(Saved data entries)

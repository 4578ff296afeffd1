//! Accept: runs when the PreAccept attributes were modified. Pins the merged
//! dependencies and sequence at a quorum before Commit.

use super::{quorum_size, Scope};
use crate::error::{ConsensusError, Result};
use crate::store::DataStore;
use crate::types::{
    AcceptRequest, AcceptResponse, Ballot, Instance, NodeId, Request, Response,
};

use std::sync::Arc;

use meridian_utils::chan;
use meridian_utils::clone;

use tokio::sync::mpsc;
use tokio::time::Instant;
use tracing::{debug, warn};

impl<S: DataStore> Scope<S> {
    /// Coordinator side. Transitions locally (incrementing the ballot),
    /// persists, and requires a quorum of acceptances.
    pub(crate) async fn run_accept_phase(&self, proposal: Instance) -> Result<()> {
        debug!(id = ?proposal.id, scope = %self.name(), "accept phase started");

        let stored = {
            let mut st = self.state_write().await;
            let result = self.apply_accept(&mut st, &proposal, true);
            let stored = super::stored_if_subsumed(&st, proposal.id, result)?;
            self.persist_locked(&st).await?;
            stored
        };

        // the quorum below durably records the dependency edges
        self.dependency_manager().report_acknowledged(&stored);

        let replicas = self.peer_replicas();
        if replicas.is_empty() {
            return Ok(());
        }

        let missing = self.forwardable_dependencies(&stored).await;
        self.send_accept(&stored, missing, &replicas).await
    }

    /// Dependency instances a replica may not have seen yet: anything still
    /// in flight is forwarded alongside the accept.
    async fn forwardable_dependencies(&self, ins: &Instance) -> Vec<Instance> {
        let st = self.state_read().await;
        ins.dependencies
            .iter()
            .filter(|dep| st.in_progress.contains(*dep))
            .filter_map(|dep| st.instances.get(dep).cloned())
            .collect()
    }

    async fn send_accept(
        &self,
        ins: &Instance,
        missing: Vec<Instance>,
        replicas: &[NodeId],
    ) -> Result<()> {
        let (tx, mut rx) = mpsc::channel(replicas.len());
        for &target in replicas {
            let transport = Arc::clone(self.transport());
            let request = Request::Accept(AcceptRequest {
                scope: self.name().to_owned(),
                instance: ins.clone(),
                missing_instances: missing.clone(),
            });
            clone!(tx);
            tokio::spawn(async move {
                match transport.send(target, request).await {
                    Ok(Response::Accept(resp)) => {
                        let _ = tx.send(resp).await;
                    }
                    Ok(_) => warn!(?target, "unexpected accept response type"),
                    Err(err) => warn!(?target, %err, "error receiving accept response"),
                }
            });
        }
        drop(tx);

        let needed = quorum_size(replicas.len() + 1) - 1;
        let deadline = Instant::now() + self.config().accept_timeout();
        let mut responses = Vec::with_capacity(replicas.len());
        while responses.len() < needed {
            match chan::recv_until(&mut rx, deadline).await {
                Ok(Some(resp)) => responses.push(resp),
                Ok(None) | Err(_) => {
                    return Err(ConsensusError::Timeout { phase: "accept" });
                }
            }
        }

        if responses.iter().any(|r| !r.accepted) {
            let highest =
                responses.iter().map(|r| r.max_ballot).max().unwrap_or(Ballot::ZERO);
            self.absorb_ballot(ins.id, highest).await?;
            debug!(id = ?ins.id, ?highest, "accept rejected by ballot");
            return Err(ConsensusError::Ballot { highest });
        }
        Ok(())
    }

    /// Replica side. Adopts the leader's attributes wholesale, absorbs any
    /// forwarded missing instances, persists, and acknowledges.
    pub(crate) async fn handle_accept(&self, request: AcceptRequest) -> Result<AcceptResponse> {
        let mut st = self.state_write().await;
        let incoming = request.instance;

        if let Some(existing) = st.instances.get(&incoming.id) {
            if existing.max_ballot >= incoming.max_ballot {
                debug!(id = ?incoming.id, "accept rejected, stale ballot");
                return Ok(AcceptResponse { accepted: false, max_ballot: existing.max_ballot });
            }
        }

        let stored = match self.apply_accept(&mut st, &incoming, false) {
            Ok(stored) => Some(stored),
            Err(err) if err.is_invalid_status() => None,
            Err(err) => return Err(err),
        };

        self.add_missing_instances(&mut st, request.missing_instances);
        self.persist_locked(&st).await?;

        if let Some(stored) = &stored {
            self.dependency_manager().report_acknowledged(stored);
        }

        let max_ballot = st
            .instances
            .get(&incoming.id)
            .map(|i| i.max_ballot)
            .unwrap_or(incoming.max_ballot);
        Ok(AcceptResponse { accepted: true, max_ballot })
    }
}

#[cfg(test)]
mod tests {
    use super::*;

    use crate::testing::{solo_scope, test_instruction};
    use crate::types::{InstanceId, InstanceStatus, Seq};

    fn accept_request(ins: &Instance) -> AcceptRequest {
        AcceptRequest {
            scope: "test".into(),
            instance: ins.clone(),
            missing_instances: Vec::new(),
        }
    }

    #[tokio::test]
    async fn handle_adopts_attributes() {
        let scope = solo_scope().await;
        let mut ins = Instance::placeholder(InstanceId::random(), NodeId::random());
        ins.commands = vec![test_instruction("a", 1)];
        ins.max_ballot = Ballot::from(2);
        let dep = InstanceId::random();
        let _ = ins.dependencies.insert(dep);
        ins.sequence = Seq::from(4);

        let resp = scope.handle_accept(accept_request(&ins)).await.unwrap();
        assert!(resp.accepted);

        let stored = scope.snapshot_copy(ins.id).await.unwrap();
        assert_eq!(stored.status, InstanceStatus::Accepted);
        assert!(stored.dependencies.contains(&dep));
        assert_eq!(stored.sequence, Seq::from(4));
    }

    #[tokio::test]
    async fn handle_rejects_stale_ballot() {
        let scope = solo_scope().await;
        let mut ins = Instance::placeholder(InstanceId::random(), NodeId::random());
        ins.commands = vec![test_instruction("a", 1)];
        ins.max_ballot = Ballot::from(5);

        let first = scope.handle_accept(accept_request(&ins)).await.unwrap();
        assert!(first.accepted);

        ins.max_ballot = Ballot::from(5);
        let second = scope.handle_accept(accept_request(&ins)).await.unwrap();
        assert!(!second.accepted);
        assert_eq!(second.max_ballot, Ballot::from(5));
    }

    #[tokio::test]
    async fn handle_absorbs_higher_status_silently() {
        let scope = solo_scope().await;
        let mut ins = Instance::placeholder(InstanceId::random(), NodeId::random());
        ins.commands = vec![test_instruction("a", 1)];
        {
            let mut st = scope.state_write().await;
            let _ = scope.apply_commit(&mut st, &ins, false).unwrap();
        }

        ins.max_ballot = Ballot::from(9);
        ins.sequence = Seq::from(42);
        let resp = scope.handle_accept(accept_request(&ins)).await.unwrap();
        assert!(resp.accepted);

        let stored = scope.snapshot_copy(ins.id).await.unwrap();
        assert_eq!(stored.status, InstanceStatus::Committed);
        assert_ne!(stored.sequence, Seq::from(42));
    }

    #[tokio::test]
    async fn handle_registers_missing_instances() {
        let scope = solo_scope().await;
        let mut missing = Instance::placeholder(InstanceId::random(), NodeId::random());
        missing.commands = vec![test_instruction("b", 2)];
        missing.status = InstanceStatus::PreAccepted;

        let mut ins = Instance::placeholder(InstanceId::random(), NodeId::random());
        ins.commands = vec![test_instruction("a", 1)];
        ins.max_ballot = Ballot::from(1);

        let request = AcceptRequest {
            scope: "test".into(),
            instance: ins.clone(),
            missing_instances: vec![missing.clone()],
        };
        let resp = scope.handle_accept(request).await.unwrap();
        assert!(resp.accepted);
        assert_eq!(
            scope.status_of(missing.id).await,
            Some(InstanceStatus::PreAccepted)
        );
    }
}
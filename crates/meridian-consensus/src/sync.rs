//! Per-instance synchronization primitives.
//!
//! Instances themselves are plain data; the events and locks associated with
//! an instance live here, keyed by id, so that snapshot copies stay cheap
//! and the scope lock never guards a wait.

use crate::types::InstanceId;

use std::sync::Arc;

use meridian_utils::flare::Flare;

use dashmap::DashMap;
use tokio::sync::Mutex as AsyncMutex;

pub(crate) struct InstanceSync {
    /// Fired exactly once, when the instance commits.
    pub commit_event: Flare,
    /// Fired exactly once, when the instance is applied.
    pub execute_event: Flare,
    /// Only one recovery runs for an instance at a time.
    pub prepare_lock: AsyncMutex<()>,
    /// Short critical section around apply.
    pub execute_lock: AsyncMutex<()>,
}

impl InstanceSync {
    fn new() -> Self {
        Self {
            commit_event: Flare::new(),
            execute_event: Flare::new(),
            prepare_lock: AsyncMutex::new(()),
            execute_lock: AsyncMutex::new(()),
        }
    }
}

#[derive(Default)]
pub(crate) struct SyncRegistry {
    map: DashMap<InstanceId, Arc<InstanceSync>>,
}

impl SyncRegistry {
    pub fn new() -> Self {
        Self { map: DashMap::new() }
    }

    /// The synchronization handle for an instance, created on first use.
    pub fn handle(&self, id: InstanceId) -> Arc<InstanceSync> {
        self.map.entry(id).or_insert_with(|| Arc::new(InstanceSync::new())).clone()
    }
}
use crate::types::Instruction;

use async_trait::async_trait;
use bytes::Bytes;

/// The durable log backing a scope's consensus state.
///
/// `persist` is the durability barrier: every transition the protocol
/// promises to survive a crash (ballot bumps, status advances, attribute
/// adoptions) is written through here before the scope replies on the wire
/// or returns success to a caller.
#[async_trait]
pub trait LogStore: Send + Sync + 'static {
    async fn persist(&self, scope: &str, state: Bytes) -> anyhow::Result<()>;
}

/// The application store instances are applied to.
#[async_trait]
pub trait DataStore: Send + Sync + 'static {
    type Value: Clone + Send + Sync + 'static;

    /// Applies one instruction, a pure function of the instruction in
    /// commit order.
    async fn apply(&self, instruction: &Instruction) -> anyhow::Result<Self::Value>;

    /// Whether an instruction leaves the store unchanged. Read-only
    /// instances take dependencies only on writes.
    fn is_read_only(&self, instruction: &Instruction) -> bool;
}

* _Task details_
Up to and including the line with "debug!(id = ?proposal.id, scope", restate the records above word for word from the very first line.

* _Response to this exercise_
repository 4578ff296afeffd1
//! Accept: runs when the PreAccept attributes were modified. Pins the merged
//! dependencies and sequence at a quorum before Commit.

use super::{quorum_size, Scope};
use crate::error::{ConsensusError, Result};
use crate::store::DataStore;
use crate::types::{
    AcceptRequest, AcceptResponse, Ballot, Instance, NodeId, Request, Response,
};

use std::sync::Arc;

use meridian_utils::chan;
use meridian_utils::clone;

use tokio::sync::mpsc;
use tokio::time::Instant;
use tracing::{debug, warn};

impl<S: DataStore> Scope<S> {
    /// Coordinator side. Transitions locally (incrementing the ballot),
    /// persists, and requires a quorum of acceptances.
    pub(crate) async fn run_accept_phase(&self, proposal: Instance) -> Result<()> {
        debug!(id = ?proposal.id, scope = %self.name(), "accept phase started");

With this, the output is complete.